According to David Darlington in “The Strava files” (Bicycling, November 2013), Strava, which is Swedish for “strive,” is the name of a website intended to help cyclists who don’t have fellow riders with whom to train.  It offers cyclists ideas to stay motivated as they pursue their peak performance. On Strava, riders post their rides, along with their times and other stats, and then other riders try to beat those times.

A typical route posted to Strava might include steep hills, and riders can seek to be the “king of the mountain” (KOM) on that climb by completing it the fastest. But, as we all know, pedaling up a hill also means that one must come down the hill, and some riders have been competing on that part of the route, too.

And here’s the problem: In an effort to be KOM downhill, some highly competitive riders have pushed the limits far beyond what’s reasonable.

For example, On June 6, 2010, Kim Flint, a fit, trim rider, posted on Strava his stats from his zoom down South Park Drive, a dangerous descent in the Berkeley hills near the San Francisco Bay area. The hill is 1.4 miles long, with an average grade of 9.6 percent and some pitches as steep as 20 percent. It also contains a series of blind curves.

Flint’s Strava posting indicates that his average speed down the hill was 39.9 mph and his top speed was 49.3 mph — this on a road where the speed limit for cars is 30 mph. 

  A few days later, another Strava user posted his time on the South Park Drive downslope, and he’d beaten Flint by four seconds.  You can guess what happened next.  On June 19, Flint set out to beat that, but, going around a curve on the way down, he lost control, rammed into an SUV, flew 40 feet through the air and crushed his chest. He died in the hospital a few days later.

The Strava website, of course, is not the perpetrator in either of these cases, but, for those of its users who have a super competitive spirit, it seems to have become an addictive medium.

If one has narrowed the pleasure one gets from a bike ride to a pure abstraction of how long it takes — if you’re not interested in where you rode, how you’re riding, or who you’re riding with — that’s exactly what happens with addiction.

The holiday of Passover is coming up.  Beyond the obvious historical association with redemption from Egypt, we can use this time to think of the various ways we enslave ourselves.  Even when it comes to pleasure.

For instance:

Do we enjoy what we have or often think about what we don’t have?

Can we relax and watch TV or are we always thinking about getting things done?

We so often are anything but mindful.

Why is it so hard for us to stop competing, even when we are supposed to be realaxed and happy?

And why do so many of us only measure our success by comparing ourselves to others?

A story: Once there were two merchants who were fierce competitors. Their market stalls were across from each other. Each man would judge his personal success by one standard alone: whether he did more business than his competitor.

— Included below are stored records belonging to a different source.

//! Test utilities and fixtures for helm tests
#![allow(dead_code)]

use anyhow::Result;
use async_trait::async_trait;
use helm::discovery::{ListeningSocket, ProcessInfo, ProcessInspector};
use helm::terminal::{EventSink, ExitInfo, PtyEvent, PtyProcess, PtySpawner, SpawnRequest};
use serde_json::{json, Value};
use std::collections::HashMap;
use std::fs;
use std::path::{Path, PathBuf};
use std::sync::atomic::{AtomicBool, AtomicU32, AtomicUsize, Ordering};
use std::sync::{Arc, Mutex};
use tokio::io::{AsyncReadExt, AsyncWriteExt};
use tokio::net::TcpListener;
use tokio::task::JoinHandle;

// ---------------------------------------------------------------------------
// Session store fixtures
// ---------------------------------------------------------------------------

/// One `sessions-index.json` entry
pub fn session_entry(session_id: &str, project_path: &str, prompt: &str, messages: u64) -> Value {
    json!({
        "sessionId": session_id,
        "projectPath": project_path,
        "firstPrompt": prompt,
        "messageCount": messages,
        "created": "2026-10-01T09:00:00Z",
        "modified": format!("2026-10-01T10:{:02}:00Z", messages % 60),
        "isSidechain": false
    })
}

/// Create a project directory `dir_name` with an index and one log per entry
pub fn write_project(root: &Path, dir_name: &str, entries: &[Value]) -> PathBuf {
    let dir = root.join(dir_name);
    fs::create_dir_all(&dir).unwrap();
    write_index(&dir, entries);
    for entry in entries {
        let id = entry["sessionId"].as_str().unwrap();
        fs::write(
            dir.join(format!("{}.jsonl", id)),
            "{\"type\":\"user\",\"message\":{\"content\":\"hi\"}}\n",
        )
        .unwrap();
    }
    dir
}

pub fn write_index(project_dir: &Path, entries: &[Value]) {
    let index = json!({ "version": 1, "entries": entries });
    fs::write(
        project_dir.join("sessions-index.json"),
        serde_json::to_string_pretty(&index).unwrap(),
    )
    .unwrap();
}

/// Two projects: `/home/dev/api` with 3 sessions, `/home/dev/web` with 2
pub fn five_session_store(root: &Path) {
    write_project(
        root,
        "-home-dev-api",
        &[
            session_entry("api-1", "/home/dev/api", "Add pagination", 12),
            session_entry("api-2", "/home/dev/api", "Fix auth bug", 4),
            session_entry("api-3", "/home/dev/api", "Write tests", 30),
        ],
    );
    write_project(
        root,
        "-home-dev-web",
        &[
            session_entry("web-1", "/home/dev/web", "Dark mode", 7),
            session_entry("web-2", "/home/dev/web", "Bump deps", 2),
        ],
    );
}

// ---------------------------------------------------------------------------
// Process inspection fake
// ---------------------------------------------------------------------------

#[derive(Default)]
pub struct FakeInspector {
    pub sockets: Vec<ListeningSocket>,
    pub cwds: HashMap<u32, std::result::Result<Option<PathBuf>, String>>,
    pub ttys: HashMap<u32, Option<String>>,
    pub processes: Vec<ProcessInfo>,
    pub fail_sockets: bool,
    pub fail_processes: bool,
}

impl FakeInspector {
    pub fn socket(mut self, pid: u32, command: &str, port: u16) -> Self {
        self.sockets.push(ListeningSocket {
            pid,
            command: command.to_string(),
            port,
        });
        self
    }

    pub fn cwd(mut self, pid: u32, path: &str) -> Self {
        self.cwds.insert(pid, Ok(Some(PathBuf::from(path))));
        self
    }

    pub fn cwd_error(mut self, pid: u32, message: &str) -> Self {
        self.cwds.insert(pid, Err(message.to_string()));
        self
    }

    pub fn tty(mut self, pid: u32, tty: &str) -> Self {
        self.ttys.insert(pid, Some(tty.to_string()));
        self
    }

    pub fn process(mut self, pid: u32, tty: Option<&str>, command_line: &str) -> Self {
        self.processes.push(ProcessInfo {
            pid,
            tty: tty.map(str::to_string),
            command_line: command_line.to_string(),
            started_at: Some("Mon Oct 19 10:00:00 2026".to_string()),
        });
        self
    }
}

#[async_trait]
impl ProcessInspector for FakeInspector {
    async fn list_listening_processes(&self) -> Result<Vec<ListeningSocket>> {
        if self.fail_sockets {
            anyhow::bail!("lsof not installed");
        }
        Ok(self.sockets.clone())
    }

    async fn working_directory(&self, pid: u32) -> Result<Option<PathBuf>> {
        match self.cwds.get(&pid) {
            Some(Ok(path)) => Ok(path.clone()),
            Some(Err(message)) => anyhow::bail!("{}", message),
            None => Ok(None),
        }
    }

    async fn controlling_terminal(&self, pid: u32) -> Result<Option<String>> {
        Ok(self.ttys.get(&pid).cloned().flatten())
    }

    async fn list_terminal_processes(&self) -> Result<Vec<ProcessInfo>> {
        if self.fail_processes {
            anyhow::bail!("ps failed");
        }
        Ok(self.processes.clone())
    }
}

// ---------------------------------------------------------------------------
// PTY fake
// ---------------------------------------------------------------------------

/// What the fake remembers about one spawned PTY
pub struct FakeHandle {
    pub request: SpawnRequest,
    sink: EventSink,
    pub writes: Arc<Mutex<Vec<u8>>>,
    pub resizes: Arc<Mutex<Vec<(u16, u16)>>>,
    pub killed: Arc<AtomicBool>,
}

impl FakeHandle {
    /// Simulate the shell printing something
    pub fn emit(&self, data: &[u8]) {
        (self.sink)(PtyEvent::Output(data.to_vec()));
    }

    /// Simulate the shell exiting on its own
    pub fn exit(&self, code: u32) {
        (self.sink)(PtyEvent::Exit(ExitInfo {
            code: Some(code),
            signal: None,
        }));
    }

    pub fn written(&self) -> Vec<u8> {
        self.writes.lock().unwrap().clone()
    }

    pub fn resized(&self) -> Vec<(u16, u16)> {
        self.resizes.lock().unwrap().clone()
    }

    pub fn was_killed(&self) -> bool {
        self.killed.load(Ordering::SeqCst)
    }
}

struct FakePty {
    pid: u32,
    echo: bool,
    sink: EventSink,
    writes: Arc<Mutex<Vec<u8>>>,
    resizes: Arc<Mutex<Vec<(u16, u16)>>>,
    killed: Arc<AtomicBool>,
}

impl PtyProcess for FakePty {
    fn pid(&self) -> Option<u32> {
        Some(self.pid)
    }

    fn write(&mut self, data: &[u8]) -> Result<()> {
        self.writes.lock().unwrap().extend_from_slice(data);
        if self.echo {
            (self.sink)(PtyEvent::Output(data.to_vec()));
        }
        Ok(())
    }

    fn resize(&mut self, cols: u16, rows: u16) -> Result<()> {
        self.resizes.lock().unwrap().push((cols, rows));
        Ok(())
    }

    fn kill(&mut self) -> Result<()> {
        if self.killed.swap(true, Ordering::SeqCst) {
            anyhow::bail!("process already exited");
        }
        Ok(())
    }
}

/// In-memory PTY spawner. Optionally echoes writes back as output (like a
/// terminal in cooked mode) and can be told to fail the first N spawns.
#[derive(Default)]
pub struct FakePtySpawner {
    echo: bool,
    failures_left: AtomicUsize,
    next_pid: AtomicU32,
    attempts: Mutex<Vec<SpawnRequest>>,
    handles: Mutex<Vec<Arc<FakeHandle>>>,
}

impl FakePtySpawner {
    pub fn new() -> Self {
        Self {
            next_pid: AtomicU32::new(7000),
            ..Self::default()
        }
    }

    pub fn echoing() -> Self {
        Self {
            echo: true,
            ..Self::new()
        }
    }

    pub fn failing(times: usize) -> Self {
        let spawner = Self::new();
        spawner.failures_left.store(times, Ordering::SeqCst);
        spawner
    }

    pub fn spawn_count(&self) -> usize {
        self.handles.lock().unwrap().len()
    }

    pub fn attempts(&self) -> Vec<SpawnRequest> {
        self.attempts.lock().unwrap().clone()
    }

    pub fn handle(&self, index: usize) -> Arc<FakeHandle> {
        self.handles.lock().unwrap()[index].clone()
    }

    pub fn last(&self) -> Arc<FakeHandle> {
        self.handles.lock().unwrap().last().cloned().unwrap()
    }
}

impl PtySpawner for FakePtySpawner {
    fn spawn(&self, request: &SpawnRequest, events: EventSink) -> Result<Box<dyn PtyProcess>> {
        self.attempts.lock().unwrap().push(request.clone());

        let fail = self
            .failures_left
            .fetch_update(Ordering::SeqCst, Ordering::SeqCst, |n| n.checked_sub(1))
            .is_ok();
        if fail {
            anyhow::bail!("posix_spawnp failed");
        }

        let handle = Arc::new(FakeHandle {
            request: request.clone(),
            sink: events.clone(),
            writes: Arc::new(Mutex::new(Vec::new())),
            resizes: Arc::new(Mutex::new(Vec::new())),
            killed: Arc::new(AtomicBool::new(false)),
        });
        self.handles.lock().unwrap().push(handle.clone());

        Ok(Box::new(FakePty {
            pid: self.next_pid.fetch_add(1, Ordering::SeqCst),
            echo: self.echo,
            sink: events,
            writes: handle.writes.clone(),
            resizes: handle.resizes.clone(),
            killed: handle.killed.clone(),
        }))
    }
}

/// Subscriber that appends everything it receives to a shared buffer
pub fn collector() -> (
    Arc<Mutex<Vec<u8>>>,
    impl Fn(&[u8]) -> Result<()> + Send + Sync + 'static,
) {
    let received = Arc::new(Mutex::new(Vec::new()));
    let sink = received.clone();
    (received, move |data: &[u8]| {
        sink.lock().unwrap().extend_from_slice(data);
        Ok(())
    })
}

// ---------------------------------------------------------------------------
// HTTP stub
// ---------------------------------------------------------------------------

#[derive(Debug, Clone)]
pub struct StubRoute {
    pub path: &'static str,
    pub status: u16,
    pub body: String,
    /// Accept the request but never answer
    pub hang: bool,
}

impl StubRoute {
    pub fn status(path: &'static str, status: u16) -> Self {
        Self {
            path,
            status,
            body: String::new(),
            hang: false,
        }
    }

    pub fn json(path: &'static str, body: Value) -> Self {
        Self {
            path,
            status: 200,
            body: body.to_string(),
            hang: false,
        }
    }

    pub fn hang(path: &'static str) -> Self {
        Self {
            path,
            status: 200,
            body: String::new(),
            hang: true,
        }
    }
}

/// Minimal HTTP/1.1 server on an ephemeral port; unknown paths get 404
pub struct HttpStub {
    pub port: u16,
    task: JoinHandle<()>,
}

impl Drop for HttpStub {
    fn drop(&mut self) {
        self.task.abort();
    }
}

pub async fn http_stub(routes: Vec<StubRoute>) -> HttpStub {
    let listener = TcpListener::bind("127.0.0.1:0").await.unwrap();
    let port = listener.local_addr().unwrap().port();
    let routes = Arc::new(routes);

    let task = tokio::spawn(async move {
        loop {
            let Ok((mut stream, _)) = listener.accept().await else {
                break;
            };
            let routes = routes.clone();
            tokio::spawn(async move {
                let mut buf = vec![0u8; 4096];
                let mut read = 0;
                while !buf[..read].windows(4).any(|w| w == b"\r\n\r\n") {
                    match stream.read(&mut buf[read..]).await {
                        Ok(0) | Err(_) => return,
                        Ok(n) => read += n,
                    }
                    if read == buf.len() {
                        break;
                    }
                }

                let request = String::from_utf8_lossy(&buf[..read]);
                let path = request.split_whitespace().nth(1).unwrap_or("/").to_string();
                let route = routes.iter().find(|r| r.path == path).cloned();

                let (status, body) = match route {
                    Some(r) if r.hang => {
                        tokio::time::sleep(std::time::Duration::from_secs(3600)).await;
                        return;
                    }
                    Some(r) => (r.status, r.body),
                    None => (404, String::new()),
                };

                let response = format!(
                    "HTTP/1.1 {} Stub\r\nContent-Type: application/json\r\nContent-Length: {}\r\nConnection: close\r\n\r\n{}",
                    status,
                    body.len(),
                    body
                );
                let _ = stream.write_all(response.as_bytes()).await;
                let _ = stream.shutdown().await;
            });
        }
    });

    HttpStub { port, task }
}

/// A port nothing is listening on
pub async fn closed_port() -> u16 {
    let listener = TcpListener::bind("127.0.0.1:0").await.unwrap();
    let port = listener.local_addr().unwrap().port();
    drop(listener);
    port
}
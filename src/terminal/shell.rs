//! Shell selection and process environment for terminal sessions

use std::path::{Path, PathBuf};

/// Tried in order after `$SHELL`
const SHELL_CANDIDATES: &[&str] = &[
    "/bin/zsh",
    "/bin/bash",
    "/bin/sh",
    "/usr/bin/zsh",
    "/usr/bin/bash",
    "/usr/bin/sh",
];

const POSIX_SHELL: &str = "/bin/sh";

const DEFAULT_PATH: &str = "/usr/local/bin:/usr/bin:/bin:/usr/sbin:/sbin";

const DEFAULT_LOCALE: &str = "en_US.UTF-8";

#[cfg(unix)]
fn is_executable(path: &Path) -> bool {
    use std::os::unix::fs::PermissionsExt;
    path.metadata()
        .map(|m| m.is_file() && m.permissions().mode() & 0o111 != 0)
        .unwrap_or(false)
}

#[cfg(not(unix))]
fn is_executable(path: &Path) -> bool {
    path.is_file()
}

/// Pick the interactive shell: the user's `$SHELL` if usable, otherwise the
/// first executable candidate, otherwise `/bin/sh`.
pub fn resolve_shell<F>(lookup: F) -> PathBuf
where
    F: Fn(&str) -> Option<String>,
{
    if let Some(shell) = lookup("SHELL").filter(|s| !s.is_empty()) {
        let path = PathBuf::from(&shell);
        if is_executable(&path) {
            tracing::info!("[Terminal] Using user shell: {}", shell);
            return path;
        }
    }

    SHELL_CANDIDATES
        .iter()
        .map(PathBuf::from)
        .find(|p| is_executable(p))
        .map(|p| {
            tracing::info!("[Terminal] Found shell: {}", p.display());
            p
        })
        .unwrap_or_else(|| PathBuf::from(POSIX_SHELL))
}

/// Use `requested` if it can be listed and entered, else `fallback`
pub fn validate_workdir(requested: &Path, fallback: &Path) -> PathBuf {
    if requested.is_dir() && std::fs::read_dir(requested).is_ok() {
        return requested.to_path_buf();
    }
    tracing::warn!(
        "[Terminal] Workdir {} not accessible, using {}",
        requested.display(),
        fallback.display()
    );
    fallback.to_path_buf()
}

/// Minimal but complete environment for a login shell.
///
/// Nothing else is inherited from the daemon's own environment.
pub fn build_environment<F>(
    workdir: &Path,
    shell: &Path,
    cols: u16,
    rows: u16,
    lookup: F,
) -> Vec<(String, String)>
where
    F: Fn(&str) -> Option<String>,
{
    let home = lookup("HOME")
        .or_else(|| dirs::home_dir().map(|h| h.to_string_lossy().to_string()))
        .unwrap_or_else(|| "/tmp".to_string());

    let pairs = [
        ("HOME", home),
        ("USER", lookup("USER").unwrap_or_else(|| "helm".to_string())),
        ("SHELL", shell.to_string_lossy().to_string()),
        ("TERM", "xterm-256color".to_string()),
        ("COLORTERM", "truecolor".to_string()),
        ("PATH", lookup("PATH").unwrap_or_else(|| DEFAULT_PATH.to_string())),
        ("PWD", workdir.to_string_lossy().to_string()),
        ("LANG", lookup("LANG").unwrap_or_else(|| DEFAULT_LOCALE.to_string())),
        ("LC_ALL", lookup("LC_ALL").unwrap_or_else(|| DEFAULT_LOCALE.to_string())),
        ("LINES", rows.to_string()),
        ("COLUMNS", cols.to_string()),
        // Keep shell history out of the user's real history file
        ("HISTFILE", String::new()),
        ("HISTSIZE", "1000".to_string()),
    ];

    pairs
        .into_iter()
        .map(|(k, v)| (k.to_string(), v))
        .collect()
}

#[cfg(test)]
mod tests {
    use super::*;
    use std::collections::HashMap;

    fn env_of(pairs: &[(&str, &str)]) -> HashMap<String, String> {
        pairs
            .iter()
            .map(|(k, v)| (k.to_string(), v.to_string()))
            .collect()
    }

    #[test]
    fn test_resolve_shell_ignores_missing_user_shell() {
        let env = env_of(&[("SHELL", "/nonexistent/fish")]);
        let shell = resolve_shell(|k| env.get(k).cloned());
        assert_ne!(shell, PathBuf::from("/nonexistent/fish"));
    }

    #[cfg(unix)]
    #[test]
    fn test_resolve_shell_prefers_user_shell() {
        let env = env_of(&[("SHELL", "/bin/sh")]);
        assert_eq!(resolve_shell(|k| env.get(k).cloned()), PathBuf::from("/bin/sh"));
    }

    #[test]
    fn test_validate_workdir_falls_back() {
        let fallback = std::env::temp_dir();
        let chosen = validate_workdir(Path::new("/nonexistent/project"), &fallback);
        assert_eq!(chosen, fallback);
    }

    #[test]
    fn test_validate_workdir_keeps_accessible_dir() {
        let dir = tempfile::TempDir::new().unwrap();
        let chosen = validate_workdir(dir.path(), Path::new("/tmp"));
        assert_eq!(chosen, dir.path());
    }

    #[test]
    fn test_build_environment() {
        let env = env_of(&[("HOME", "/home/dev"), ("PATH", "/opt/bin")]);
        let vars: HashMap<String, String> = build_environment(
            Path::new("/work"),
            Path::new("/bin/bash"),
            120,
            40,
            |k| env.get(k).cloned(),
        )
        .into_iter()
        .collect();

        assert_eq!(vars["HOME"], "/home/dev");
        assert_eq!(vars["PATH"], "/opt/bin");
        assert_eq!(vars["SHELL"], "/bin/bash");
        assert_eq!(vars["TERM"], "xterm-256color");
        assert_eq!(vars["PWD"], "/work");
        assert_eq!(vars["LANG"], DEFAULT_LOCALE);
        assert_eq!(vars["COLUMNS"], "120");
        assert_eq!(vars["LINES"], "40");
        assert_eq!(vars["HISTFILE"], "");
    }
}
use chrono::{DateTime, Utc};
use indexmap::IndexMap;
use serde_json::Value;
use std::fmt::{Debug, Formatter};

/// Finalizer protecting test cases until the external resource has been handled.
pub const FINALIZER: &str = "finalizer.managedresource.crossplane.io";

pub const DEFAULT_PROVIDER_CONFIG: &str = "default";

#[derive(Clone, Debug, Default, PartialEq, Eq, serde::Deserialize, serde::Serialize)]
#[serde(rename_all = "camelCase")]
pub struct ObjectMeta {
    pub name: String,
    #[serde(default, skip_serializing_if = "Option::is_none")]
    pub namespace: Option<String>,
    #[serde(default, skip_serializing_if = "IndexMap::is_empty")]
    pub labels: IndexMap<String, String>,
    #[serde(default, skip_serializing_if = "IndexMap::is_empty")]
    pub annotations: IndexMap<String, String>,
    #[serde(default, skip_serializing_if = "Vec::is_empty")]
    pub finalizers: Vec<String>,
    #[serde(default)]
    pub generation: u64,
    #[serde(default, skip_serializing_if = "Option::is_none")]
    pub creation_timestamp: Option<DateTime<Utc>>,
    #[serde(default, skip_serializing_if = "Option::is_none")]
    pub deletion_timestamp: Option<DateTime<Utc>>,
}

impl ObjectMeta {
    pub fn new<N: Into<String>>(name: N) -> Self {
        Self {
            name: name.into(),
            ..Default::default()
        }
    }

    /// Add the finalizer, returns `true` if the metadata was changed.
    pub fn ensure_finalizer(&mut self, finalizer: &str) -> bool {
        if self.finalizers.iter().any(|f| f == finalizer) {
            false
        } else {
            self.finalizers.push(finalizer.to_string());
            true
        }
    }

    /// Remove the finalizer, returns `true` if the metadata was changed.
    pub fn remove_finalizer(&mut self, finalizer: &str) -> bool {
        let len = self.finalizers.len();
        self.finalizers.retain(|f| f != finalizer);
        len != self.finalizers.len()
    }
}

#[derive(Clone, Debug, PartialEq, Eq, serde::Deserialize, serde::Serialize)]
#[serde(rename_all = "camelCase")]
pub struct Reference {
    pub name: String,
}

impl Default for Reference {
    fn default() -> Self {
        Self {
            name: DEFAULT_PROVIDER_CONFIG.to_string(),
        }
    }
}

#[derive(Clone, Debug, PartialEq, Eq, Hash, serde::Deserialize, serde::Serialize)]
#[serde(rename_all = "camelCase")]
pub struct SecretReference {
    pub namespace: String,
    pub name: String,
}

#[derive(Clone, Debug, PartialEq, Eq, serde::Deserialize, serde::Serialize)]
#[serde(rename_all = "camelCase")]
pub struct SecretKeySelector {
    pub namespace: String,
    pub name: String,
    pub key: String,
}

#[derive(Clone, Copy, Debug, Default, PartialEq, Eq, serde::Deserialize, serde::Serialize)]
pub enum DeletionPolicy {
    /// Delete the external resource when the test case is deleted.
    #[default]
    Delete,
    /// Leave the external resource behind.
    Orphan,
}

/// A StormForge test case, as declared by the user.
#[derive(Clone, Debug, PartialEq, serde::Deserialize, serde::Serialize)]
#[serde(rename_all = "camelCase")]
pub struct TestCase {
    pub metadata: ObjectMeta,
    pub spec: TestCaseSpec,
    #[serde(default)]
    pub status: TestCaseStatus,
}

impl TestCase {
    pub fn new<N: Into<String>>(name: N, parameters: TestCaseParameters) -> Self {
        Self {
            metadata: ObjectMeta::new(name),
            spec: TestCaseSpec {
                provider_config_ref: Default::default(),
                write_connection_secret_to_ref: None,
                deletion_policy: Default::default(),
                for_provider: parameters,
            },
            status: Default::default(),
        }
    }

    pub fn is_deleted(&self) -> bool {
        self.metadata.deletion_timestamp.is_some()
    }
}

#[derive(Clone, Debug, PartialEq, serde::Deserialize, serde::Serialize)]
#[serde(rename_all = "camelCase")]
pub struct TestCaseSpec {
    #[serde(default)]
    pub provider_config_ref: Reference,
    #[serde(default, skip_serializing_if = "Option::is_none")]
    pub write_connection_secret_to_ref: Option<SecretReference>,
    #[serde(default)]
    pub deletion_policy: DeletionPolicy,
    pub for_provider: TestCaseParameters,
}

/// The configurable fields of a test case.
#[derive(Clone, Debug, PartialEq, serde::Deserialize, serde::Serialize)]
#[serde(rename_all = "camelCase")]
pub struct TestCaseParameters {
    #[serde(alias = "org")]
    pub organization: String,
    pub name: String,
    /// Test case definition, overriding the client's default.
    #[serde(default, skip_serializing_if = "Option::is_none")]
    pub test_case_file: Option<String>,
    #[serde(flatten)]
    pub fields: IndexMap<String, Value>,
}

impl TestCaseParameters {
    pub fn new<O: Into<String>, N: Into<String>>(organization: O, name: N) -> Self {
        Self {
            organization: organization.into(),
            name: name.into(),
            test_case_file: None,
            fields: Default::default(),
        }
    }
}

#[derive(Clone, Debug, Default, PartialEq, Eq, serde::Deserialize, serde::Serialize)]
#[serde(rename_all = "camelCase")]
pub struct TestCaseStatus {
    #[serde(default, skip_serializing_if = "Vec::is_empty")]
    pub conditions: Vec<Condition>,
    #[serde(default)]
    pub at_provider: TestCaseObservation,
    #[serde(default, skip_serializing_if = "Option::is_none")]
    pub observed_generation: Option<u64>,
}

/// The observable fields of a test case, as seen by the last successful observe.
#[derive(Clone, Debug, Default, PartialEq, Eq, serde::Deserialize, serde::Serialize)]
#[serde(rename_all = "camelCase")]
pub struct TestCaseObservation {
    pub exists: bool,
    pub up_to_date: bool,
}

#[derive(Clone, Copy, Debug, PartialEq, Eq, Hash, serde::Deserialize, serde::Serialize)]
pub enum ConditionType {
    /// The external resource is ready for use.
    Ready,
    /// The last reconciliation pass succeeded.
    Synced,
}

#[derive(Clone, Copy, Debug, PartialEq, Eq, serde::Deserialize, serde::Serialize)]
pub enum ConditionStatus {
    True,
    False,
    Unknown,
}

#[derive(Clone, Debug, PartialEq, Eq, serde::Deserialize, serde::Serialize)]
#[serde(rename_all = "camelCase")]
pub struct Condition {
    pub r#type: ConditionType,
    pub status: ConditionStatus,
    pub reason: String,
    #[serde(default, skip_serializing_if = "Option::is_none")]
    pub message: Option<String>,
    pub last_transition_time: DateTime<Utc>,
}

impl Condition {
    fn new(r#type: ConditionType, status: ConditionStatus, reason: &str) -> Self {
        Self {
            r#type,
            status,
            reason: reason.to_string(),
            message: None,
            last_transition_time: Utc::now(),
        }
    }

    pub fn with_message<M: Into<String>>(mut self, message: M) -> Self {
        self.message = Some(message.into());
        self
    }

    pub fn available() -> Self {
        Self::new(ConditionType::Ready, ConditionStatus::True, "Available")
    }

    pub fn creating() -> Self {
        Self::new(ConditionType::Ready, ConditionStatus::False, "Creating")
    }

    pub fn deleting() -> Self {
        Self::new(ConditionType::Ready, ConditionStatus::False, "Deleting")
    }

    pub fn reconcile_success() -> Self {
        Self::new(ConditionType::Synced, ConditionStatus::True, "ReconcileSuccess")
    }

    pub fn reconcile_error(reason: &str, message: String) -> Self {
        Self::new(ConditionType::Synced, ConditionStatus::False, reason).with_message(message)
    }

    /// Same state, ignoring the transition time.
    fn equivalent(&self, other: &Self) -> bool {
        self.r#type == other.r#type
            && self.status == other.status
            && self.reason == other.reason
            && self.message == other.message
    }
}

impl TestCaseStatus {
    pub fn condition(&self, r#type: ConditionType) -> Option<&Condition> {
        self.conditions.iter().find(|c| c.r#type == r#type)
    }

    /// Set a condition, keeping the previous transition time if nothing changed.
    pub fn set_condition(&mut self, condition: Condition) {
        match self
            .conditions
            .iter_mut()
            .find(|c| c.r#type == condition.r#type)
        {
            Some(existing) if existing.equivalent(&condition) => {}
            Some(existing) => *existing = condition,
            None => self.conditions.push(condition),
        }
    }
}

#[derive(Clone, Debug, PartialEq, Eq, serde::Deserialize, serde::Serialize)]
#[serde(rename_all = "camelCase")]
pub struct ProviderConfig {
    pub metadata: ObjectMeta,
    pub spec: ProviderConfigSpec,
}

#[derive(Clone, Debug, PartialEq, Eq, serde::Deserialize, serde::Serialize)]
#[serde(rename_all = "camelCase")]
pub struct ProviderConfigSpec {
    pub credentials: ProviderCredentials,
}

#[derive(Clone, Copy, Debug, PartialEq, Eq, serde::Deserialize, serde::Serialize)]
pub enum CredentialsSource {
    None,
    Secret,
    Environment,
    Filesystem,
}

#[derive(Clone, Debug, PartialEq, Eq, serde::Deserialize, serde::Serialize)]
#[serde(rename_all = "camelCase")]
pub struct ProviderCredentials {
    pub source: CredentialsSource,
    #[serde(default, skip_serializing_if = "Option::is_none")]
    pub secret_ref: Option<SecretKeySelector>,
    #[serde(default, skip_serializing_if = "Option::is_none")]
    pub env: Option<EnvSelector>,
    #[serde(default, skip_serializing_if = "Option::is_none")]
    pub fs: Option<FsSelector>,
}

#[derive(Clone, Debug, PartialEq, Eq, serde::Deserialize, serde::Serialize)]
pub struct EnvSelector {
    pub name: String,
}

#[derive(Clone, Debug, PartialEq, Eq, serde::Deserialize, serde::Serialize)]
pub struct FsSelector {
    pub path: String,
}

/// Records that a resource is using a provider config.
#[derive(Clone, Debug, PartialEq, Eq, Hash, serde::Deserialize, serde::Serialize)]
#[serde(rename_all = "camelCase")]
pub struct ProviderConfigUsage {
    pub provider_config: String,
    pub resource: String,
}

/// Secret material, with base64 encoded values.
#[derive(Clone, PartialEq, Eq, serde::Deserialize, serde::Serialize)]
#[serde(rename_all = "camelCase")]
pub struct Secret {
    pub metadata: ObjectMeta,
    #[serde(default)]
    pub data: IndexMap<String, String>,
}

impl Debug for Secret {
    fn fmt(&self, f: &mut Formatter<'_>) -> std::fmt::Result {
        f.debug_struct("Secret")
            .field("metadata", &self.metadata)
            .field("keys", &self.data.keys().collect::<Vec<_>>())
            .finish()
    }
}

impl Secret {
    pub fn namespace(&self) -> &str {
        self.metadata.namespace.as_deref().unwrap_or_default()
    }
}

/// Details required to connect to an external resource, stored as a secret by the caller.
#[derive(Clone, Default, PartialEq, Eq)]
pub struct ConnectionDetails(IndexMap<String, Vec<u8>>);

impl ConnectionDetails {
    pub fn new() -> Self {
        Self::default()
    }

    pub fn insert<K: Into<String>, V: Into<Vec<u8>>>(&mut self, key: K, value: V) {
        self.0.insert(key.into(), value.into());
    }

    pub fn iter(&self) -> impl Iterator<Item = (&String, &Vec<u8>)> {
        self.0.iter()
    }
}

impl Debug for ConnectionDetails {
    fn fmt(&self, f: &mut Formatter<'_>) -> std::fmt::Result {
        f.debug_set().entries(self.0.keys()).finish()
    }
}

/// Any object which can be loaded from a manifest.
#[derive(Clone, Debug, serde::Deserialize)]
#[serde(tag = "kind")]
pub enum Manifest {
    TestCase(TestCase),
    ProviderConfig(ProviderConfig),
    Secret(Secret),
}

Whenever one attracted a customer who made a purchase, he would immediately call out to his competitor and taunt him. The rivalry grew more bitter with each succeeding year. 

One day, God sent an angel to one of the merchants. “The Lord Almighty has chosen to bestow on you a great gift,” announced the angel. “Whatever you desire, you will receive. Ask for whatever you like: riches, long life, healthy children. Just speak the word and it is yours.”

“There is but one condition,” the angel warned. “Whatever you receive, your competitor will receive twice as much. If you ask for a hundred gold coins, he will receive two hundred. If you become famous, he will become twice as famous.” The angel smiled. “This is God’s way of teaching you a lesson.”

”You will give me anything I request?”

The angel nodded.

 The man’s face darkened. “Then I ask that you strike me blind in one eye.” (Homiletics Online)

As Bob Dylan sang, we all are gonna serve somebody.  My hope and prayer is that, as we reflect on the power of addictions in our lives – even healthy ones – we remember to release ourselves from worshiping success and excellence at the price of happiness and health.

We were slaves to pharaoh.  But that was a long time ago, wasn’t it?

Edwin Goldberg, D.H.L., D.D. is the senior rabbi of Temple Sholom of Chicago.